[Action item] Whenever a line in the data holds the string "SECRET", copy that line.

[Given records]

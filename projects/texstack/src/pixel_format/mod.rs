//! The 32-bit packed pixel-format descriptor.
//!
//! A [`PixelFormat`] names a [`Layout`] (how many channels, how wide, how
//! pixels group into blocks), a numeric [`Sign`] per channel group, and a
//! [`Swizzle`] per output channel. The whole descriptor fits in one `u32`
//! so containers can store it verbatim.
//!
//! Bit layout, least significant first:
//!
//! | field | bits |
//! |---|---|
//! | layout | 7 |
//! | reserved (must be zero) | 1 |
//! | sign0 | 4 |
//! | sign12 | 4 |
//! | sign3 | 4 |
//! | swizzle0..swizzle3 | 3 each |

mod dxgi;

use crate::convert::{channel_from_float, channel_to_float};
use crate::error::ConvertError;
use crate::one_pixel::OnePixel;
use crate::pixel::Float4;
use bitfield::bitfield;
use core::fmt;
use core::str::FromStr;
use thiserror::Error;

/// Pixel layout: channel count, per-channel bit windows, block geometry.
///
/// Channel order always starts from the least significant bit; for
/// `L5_6_5` the low 5 bits are channel 0. Block-compressed layouts have
/// no channel windows, only block geometry.
#[derive(Debug, Clone, Copy, PartialEq, Eq, PartialOrd, Ord, Hash)]
#[repr(u8)]
pub enum Layout {
    Unknown = 0,
    L1,
    L2_2_2_2,
    L3_3_2,
    L4_4,
    L4_4_4_4,
    L5_5_5_1,
    L5_6_5,
    L8,
    L8_8,
    L8_8_8,
    L8_8_8_8,
    L10_11_11,
    L11_11_10,
    L10_10_10_2,
    L16,
    L16_16,
    L16_16_16,
    L16_16_16_16,
    L32,
    L32_32,
    L32_32_32,
    L32_32_32_32,
    L24,
    L8_24,
    L24_8,
    L4_4_24,
    L32_8_24,
    Grgb,
    Rgbg,
    Bc1,
    Bc2,
    Bc3,
    Bc4,
    Bc5,
    Bc6h,
    Bc7,
    Etc2,
    Etc2Eac,
    Astc4x4,
    Astc5x4,
    Astc5x5,
    Astc6x5,
    Astc6x6,
    Astc8x5,
    Astc8x6,
    Astc8x8,
    Astc10x5,
    Astc10x6,
    Astc10x8,
    Astc10x10,
    Astc12x10,
    Astc12x12,
}
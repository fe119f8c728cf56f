//! Long-lived session state for an interactive host.
//!
//! A [`Session`] owns the current [`RenderConfig`], the single-flight
//! [`BuildController`] and the [`ReorderEngine`] for the input folder.
//! Edits are copy-on-write: [`Session::update`] swaps in a new
//! `Arc<RenderConfig>`, so a build that already took its snapshot keeps
//! reading the old one.
//!
//! Builds and reorders exclude each other through one folder lock. A build
//! holds a shared guard from before discovery until the PDF is written; a
//! reorder or undo needs the exclusive guard. Neither side waits: a build
//! started during a reorder fails with [`BriefingError::ReorderInProgress`],
//! a reorder started during a build with [`BriefingError::BuildInProgress`].

use crate::build::{self, BuildController, BuildOptions, BuildOutput};
use crate::config::RenderConfig;
use crate::error::BriefingError;
use crate::reorder::{RenameReport, ReorderEngine, UndoReport};
use std::path::{Path, PathBuf};
use std::sync::{Arc, Mutex, MutexGuard, RwLock};
use std::time::Instant;
use tokio::sync::{RwLock as FolderLock, RwLockWriteGuard};
use tracing::debug;

pub struct Session {
    config_path: PathBuf,
    config: RwLock<Arc<RenderConfig>>,
    builds: BuildController,
    folder_access: FolderLock<()>,
    reorder: Mutex<ReorderEngine>,
}

impl std::fmt::Debug for Session {
    fn fmt(&self, f: &mut std::fmt::Formatter<'_>) -> std::fmt::Result {
        f.debug_struct("Session")
            .field("config_path", &self.config_path)
            .field("building", &self.is_building())
            .finish()
    }
}

impl Session {
    /// Load (or create) the configuration at `config_path`.
    pub fn open(config_path: impl Into<PathBuf>) -> Result<Self, BriefingError> {
        let config_path = config_path.into();
        let config = RenderConfig::load(&config_path)?;
        Ok(Self::with_config(config_path, config))
    }

    /// Start from an in-memory configuration; nothing is read from disk.
    pub fn with_config(config_path: impl Into<PathBuf>, config: RenderConfig) -> Self {
        let reorder = ReorderEngine::new(config.input_folder.clone());
        Self {
            config_path: config_path.into(),
            config: RwLock::new(Arc::new(config)),
            builds: BuildController::new(),
            folder_access: FolderLock::new(()),
            reorder: Mutex::new(reorder),
        }
    }

    pub fn config_path(&self) -> &Path {
        &self.config_path
    }

    /// The configuration as of now. Later edits don't change it.
    pub fn snapshot(&self) -> Arc<RenderConfig> {
        let guard = self.config.read().unwrap_or_else(|e| e.into_inner());
        Arc::clone(&guard)
    }

    /// Apply `edit` to a copy of the configuration and publish it.
    pub fn update(&self, edit: impl FnOnce(&mut RenderConfig)) -> Arc<RenderConfig> {
        let mut guard = self.config.write().unwrap_or_else(|e| e.into_inner());
        let mut next = RenderConfig::clone(&guard);
        edit(&mut next);

        if next.input_folder != guard.input_folder {
            debug!("Input folder changed to {}", next.input_folder.display());
            self.reorder_engine().set_folder(next.input_folder.clone());
        }
        let next = Arc::new(next);
        *guard = Arc::clone(&next);
        next
    }

    /// Persist the current configuration to [`Session::config_path`].
    pub fn save(&self) -> Result<(), BriefingError> {
        self.snapshot().save(&self.config_path)
    }

    pub fn builds(&self) -> &BuildController {
        &self.builds
    }

    pub fn is_building(&self) -> bool {
        self.builds.any_active()
    }

    /// Build from a snapshot taken now.
    ///
    /// # Errors
    /// [`BriefingError::ReorderInProgress`] while a reorder or undo is
    /// renaming files, besides every error of [`build::build`].
    pub async fn build(&self, options: BuildOptions) -> Result<BuildOutput, BriefingError> {
        let start = Instant::now();
        let snapshot = self.snapshot();
        let _reading = self.folder_access.try_read().map_err(|_| {
            BriefingError::ReorderInProgress {
                path: snapshot.input_folder.clone(),
            }
        })?;
        let options = options.controller(self.builds.clone());
        build::build_snapshot(snapshot, &options, start).await
    }

    pub async fn preview_html(&self, options: &BuildOptions) -> Result<String, BriefingError> {
        build::preview_html(&self.snapshot(), options).await
    }

    // ── Reordering ───────────────────────────────────────────────────────

    pub fn current_order(&self) -> Result<Vec<PathBuf>, BriefingError> {
        self.reorder_engine().current_order()
    }

    pub fn stage_order<P: AsRef<Path>>(&self, new_order: &[P]) {
        self.reorder_engine().stage(new_order);
    }

    pub fn staged_order(&self) -> Option<Vec<PathBuf>> {
        self.reorder_engine().staged().map(<[PathBuf]>::to_vec)
    }

    pub fn apply_order<P: AsRef<Path>>(&self, new_order: &[P]) -> Result<RenameReport, BriefingError> {
        let _writing = self.exclusive_folder()?;
        self.reorder_engine().apply(new_order)
    }

    pub fn apply_staged(&self) -> Result<RenameReport, BriefingError> {
        let _writing = self.exclusive_folder()?;
        self.reorder_engine().apply_staged()
    }

    pub fn undo(&self) -> Result<UndoReport, BriefingError> {
        let _writing = self.exclusive_folder()?;
        Ok(self.reorder_engine().undo())
    }

    /// The exclusive folder guard, if no build holds the folder.
    ///
    /// Also refuses while a slot of [`Session::builds`] is taken directly
    /// through the controller.
    fn exclusive_folder(&self) -> Result<RwLockWriteGuard<'_, ()>, BriefingError> {
        let busy = || BriefingError::BuildInProgress {
            path: self.snapshot().input_folder.clone(),
        };
        let guard = self.folder_access.try_write().map_err(|_| busy())?;
        if self.is_building() {
            return Err(busy());
        }
        Ok(guard)
    }

    fn reorder_engine(&self) -> MutexGuard<'_, ReorderEngine> {
        self.reorder.lock().unwrap_or_else(|e| e.into_inner())
    }
}

#[cfg(test)]
mod tests {
    use super::*;

    fn session_in(dir: &Path) -> Session {
        let input = dir.join("inputs");
        std::fs::create_dir_all(&input).unwrap();
        let config = RenderConfig::builder()
            .input_folder(&input)
            .output_file(dir.join("book.pdf"))
            .build()
            .unwrap();
        Session::with_config(dir.join("config.yaml"), config)
    }

    #[test]
    fn snapshots_are_isolated_from_edits() {
        let dir = tempfile::tempdir().unwrap();
        let session = session_in(dir.path());
        let before = session.snapshot();
        let after = session.update(|cfg| cfg.classification = "SECRET".into());

        assert_eq!(before.classification, "");
        assert_eq!(after.classification, "SECRET");
        assert_eq!(session.snapshot().classification, "SECRET");
    }

    #[test]
    fn open_creates_and_save_persists() {
        let dir = tempfile::tempdir().unwrap();
        let path = dir.path().join("config.yaml");
        let session = Session::open(&path).unwrap();
        assert!(path.exists());

        session.update(|cfg| cfg.use_latex_fallback = true);
        session.save().unwrap();

        let reopened = Session::open(&path).unwrap();
        assert!(reopened.snapshot().use_latex_fallback);
    }

    #[test]
    fn reorder_refused_while_building() {
        let dir = tempfile::tempdir().unwrap();
        let session = session_in(dir.path());
        std::fs::write(dir.path().join("inputs/a.md"), "a").unwrap();

        let guard = session.builds().try_acquire(&dir.path().join("book.pdf")).unwrap();
        assert!(session.is_building());
        assert!(matches!(
            session.apply_order(&["a.md"]),
            Err(BriefingError::BuildInProgress { .. })
        ));
        assert!(matches!(session.undo(), Err(BriefingError::BuildInProgress { .. })));

        drop(guard);
        let report = session.apply_order(&["a.md"]).unwrap();
        assert_eq!(report.renamed(), 1);
        assert!(matches!(session.undo().unwrap(), UndoReport::Reverted(_)));
    }

    #[tokio::test]
    async fn build_refused_while_reordering() {
        let dir = tempfile::tempdir().unwrap();
        let session = session_in(dir.path());
        std::fs::write(dir.path().join("inputs/a.md"), "# A").unwrap();

        let renaming = session.exclusive_folder().unwrap();
        let err = session.build(BuildOptions::default()).await.unwrap_err();
        assert!(matches!(err, BriefingError::ReorderInProgress { .. }), "{err}");
        assert!(!session.is_building());
        assert!(!dir.path().join("book.pdf").exists());

        drop(renaming);
        assert!(session.exclusive_folder().is_ok());
    }

    #[test]
    fn reorder_refused_while_build_holds_folder() {
        let dir = tempfile::tempdir().unwrap();
        let session = session_in(dir.path());
        std::fs::write(dir.path().join("inputs/a.md"), "a").unwrap();

        let reading = session.folder_access.try_read().unwrap();
        assert!(matches!(
            session.apply_order(&["a.md"]),
            Err(BriefingError::BuildInProgress { .. })
        ));
        assert!(matches!(session.apply_staged(), Err(BriefingError::BuildInProgress { .. })));
        assert!(matches!(session.undo(), Err(BriefingError::BuildInProgress { .. })));
        assert_eq!(std::fs::read_dir(dir.path().join("inputs")).unwrap().count(), 1);
        assert!(dir.path().join("inputs/a.md").exists());

        drop(reading);
        assert_eq!(session.apply_order(&["a.md"]).unwrap().renamed(), 1);
    }

    #[test]
    fn changing_folder_retargets_reorder() {
        let dir = tempfile::tempdir().unwrap();
        let session = session_in(dir.path());
        let other = dir.path().join("other");
        std::fs::create_dir(&other).unwrap();
        std::fs::write(other.join("z.md"), "z").unwrap();

        session.stage_order(&["x.md"]);
        session.update(|cfg| cfg.input_folder = other.clone());
        assert!(session.staged_order().is_none());
        assert_eq!(session.current_order().unwrap(), vec![other.join("z.md")]);
    }
}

[Output]
        let after = session.update(|cfg| cfg.classification = "SECRET".into());
        assert_eq!(after.classification, "SECRET");
        assert_eq!(session.snapshot().classification, "SECRET");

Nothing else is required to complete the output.